Purely profit and/or agenda driven, without scruples. But wise to the twilight
zone ways of Washington.

[ Reply to This | # ]

Successor to Joseph Goebbels
Authored by: Peter Smith on Thursday, June 10 2004 @ 08:32 AM EDT
Ken Brown's cynical distortion and manipulation of the facts can be likened to
Joseph Goebbel's work in the service of Adolph Hitler as Minister of
Propaganda.

As one journal said:

"No other name is so firmly associated with the term propaganda, conjuring
lies and deceit, than that of Dr. Joseph Goebbels".

[ Reply to This | # ]

The fruits of MS money
Authored by: Boundless on Thursday, June 10 2004 @ 08:34 AM EDT
PJ: > If I were advising Microsoft, ... I'd tell
> them to rethink this boomeranging FUD ...

If MS is behind this (as seems likely), they are no doubt
doing just that. But don't expect the FUD to stop. It may
instead become more sophisticated.

MS has a huge amount of cash available to invest in
securing their monopoly status. They are probably
contacting any number of industry spokespeople, looking
for those who might be willing shill the MS line.

With the cash available, the shameless and the unprincipled
will cave, and say whatever MS wants them to say. Those
with the lowest integrity will be corrupted first (and
probably at the lowest rates). I doubt that the recent
spectacle represented a high-price sell-out.

As time goes on, expect the apparent quality of the shills
to improve (as the bidding goes up). Don't be terribly
surprised if (gasp) some big name former open source
stalwart capitulates to an offer they can't refuse.

Perhaps MS should turn to the United Nations. Several
players there are no longer getting their Oil-for-Food
kickbacks from a certain ex-dictator. No doubt they could
be persuaded to support a UN statement that the future of
World Peace depends on enslaving everyone to Windows.

IANAL - And "World Peace" is a registered trademark of the
Kofi Annan Syndicate, Ltd.

[ Reply to This | # ]

One phrase makes me think, I think....
Authored by: Anonymous on Thursday, June 10 2004 @ 08:40 AM EDT
Every time I read the phrase:
The report claimed that the history of Linux is too amazing to be true, and that it is improbable that a single individual without much experience in software development could have created a full operating system in just a few months.

I have to think:
Well, I could not have done it and I doubt you are smarter than me, so you could not have done it, either.

[ Reply to This | # ]

Let's start our own "Think Tank"!
Authored by: Totosplatz on Thursday, June 10 2004 @ 08:42 AM EDT

Many can play this game! I suggest "The Copernican Institute", consistent with the notion of a new world view. Set it up, get some Nobel prize winners to join the advisory board, and off we go!

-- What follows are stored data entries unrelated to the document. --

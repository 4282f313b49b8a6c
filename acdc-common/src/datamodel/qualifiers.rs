//! Qualifier sets

use serde::{Deserialize, Serialize};

use super::ids::PropertyId;
use super::snak::Snak;

/// Qualifiers attached to a statement
///
/// Grouped by qualifier property. The order of the groups is kept for
/// serialization (`qualifiers-order`) but is irrelevant for equality; the
/// order of snaks inside one group is significant.
#[derive(Debug, Clone, Default, Serialize, Deserialize)]
#[serde(from = "Vec<Snak>", into = "Vec<Snak>")]
pub struct QualifierSet {
    groups: Vec<(PropertyId, Vec<Snak>)>,
}

impl QualifierSet {
    pub fn new() -> Self {
        Self::default()
    }

    pub fn is_empty(&self) -> bool {
        self.groups.is_empty()
    }

    /// Total number of qualifier snaks
    pub fn len(&self) -> usize {
        self.groups.iter().map(|(_, snaks)| snaks.len()).sum()
    }

    /// Append a qualifier to the group of its property
    pub fn push(&mut self, snak: Snak) {
        match self.groups.iter_mut().find(|(p, _)| *p == snak.property) {
            Some((_, snaks)) => snaks.push(snak),
            None => self.groups.push((snak.property.clone(), vec![snak])),
        }
    }

    pub fn get(&self, property: &PropertyId) -> Option<&[Snak]> {
        self.groups
            .iter()
            .find(|(p, _)| p == property)
            .map(|(_, snaks)| snaks.as_slice())
    }

    /// Qualifier properties in group order
    pub fn properties(&self) -> impl Iterator<Item = &PropertyId> {
        self.groups.iter().map(|(p, _)| p)
    }

    pub fn groups(&self) -> impl Iterator<Item = (&PropertyId, &[Snak])> {
        self.groups.iter().map(|(p, snaks)| (p, snaks.as_slice()))
    }

    /// All qualifier snaks, group by group
    pub fn iter(&self) -> impl Iterator<Item = &Snak> {
        self.groups.iter().flat_map(|(_, snaks)| snaks.iter())
    }

    /// Merge `incoming` on top of this set
    ///
    /// Groups whose property only exists here are kept as they are. For a
    /// property present in `incoming`, its snak list replaces the existing
    /// list for that property; new properties are appended in incoming order.
    pub fn merge(&mut self, incoming: &QualifierSet) {
        for (property, snaks) in &incoming.groups {
            match self.groups.iter_mut().find(|(p, _)| p == property) {
                Some((_, existing)) => *existing = snaks.clone(),
                None => self.groups.push((property.clone(), snaks.clone())),
            }
        }
    }
}

impl PartialEq for QualifierSet {
    fn eq(&self, other: &Self) -> bool {
        self.groups.len() == other.groups.len()
            && self
                .groups
                .iter()
                .all(|(property, snaks)| other.get(property) == Some(snaks.as_slice()))
    }
}

impl Eq for QualifierSet {}

impl FromIterator<Snak> for QualifierSet {
    fn from_iter<T: IntoIterator<Item = Snak>>(iter: T) -> Self {
        let mut set = QualifierSet::new();
        for snak in iter {
            set.push(snak);
        }
        set
    }
}

impl From<Vec<Snak>> for QualifierSet {
    fn from(snaks: Vec<Snak>) -> Self {
        snaks.into_iter().collect()
    }
}

impl From<QualifierSet> for Vec<Snak> {
    fn from(set: QualifierSet) -> Self {
        set.groups.into_iter().flat_map(|(_, snaks)| snaks).collect()
    }
}
//! # AC/DC Common Library
//!
//! Shared code for the AC/DC batch statement editor:
//! - Structured-data model (entities, snaks, qualifiers, statements)
//! - Wikibase JSON wire format for statements
//! - Batch event types and the broadcast event bus
//! - Configuration loading
//! - Common error types

pub mod config;
pub mod datamodel;
pub mod error;
pub mod events;

pub use datamodel::{
    DataValue, DesiredStatement, EntityId, Guid, PropertyId, QualifierSet, Rank, Snak,
    SnakValue, Statement, StatementGroup,
};
pub use error::{Error, Result};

Seriously! Publish a little peer-reviewed internet-only journal, issue critique and commentary and rebuttal.

Ask the Bill and Melinda Gates Foundation for a contribution - how could they possibly refuse?

---
All the best to one and all.

[ Reply to This | # ]

More Rebuttals to AdTI's Ken Brown by Interviewees Ilkka Tuomi and Andrew Tanenbaum
Authored by: Anonymous on Thursday, June 10 2004 @ 08:49 AM EDT
The sad thing is, it's all irrelevant.

Some middle manager, some CEO, some senator, will hold up this book and proclaim it to be gospel.

Anyone remember Marty Rimm? You know - the guy that said that 90% of the Internet was Porn? Marty was just as bad as Ken.

Yet Marty got the cover of Time magazine. His report did make it to the Senate (or House?) floor.

Everyone who knew better did know better, but it didn't make a difference.

[ Reply to This | # ]

Two more interviewees speak out
Authored by: Anonymous on Thursday, June 10 2004 @ 08:50 AM EDT
Charles Mills and Henry Jones also dislike the way their comments were misused.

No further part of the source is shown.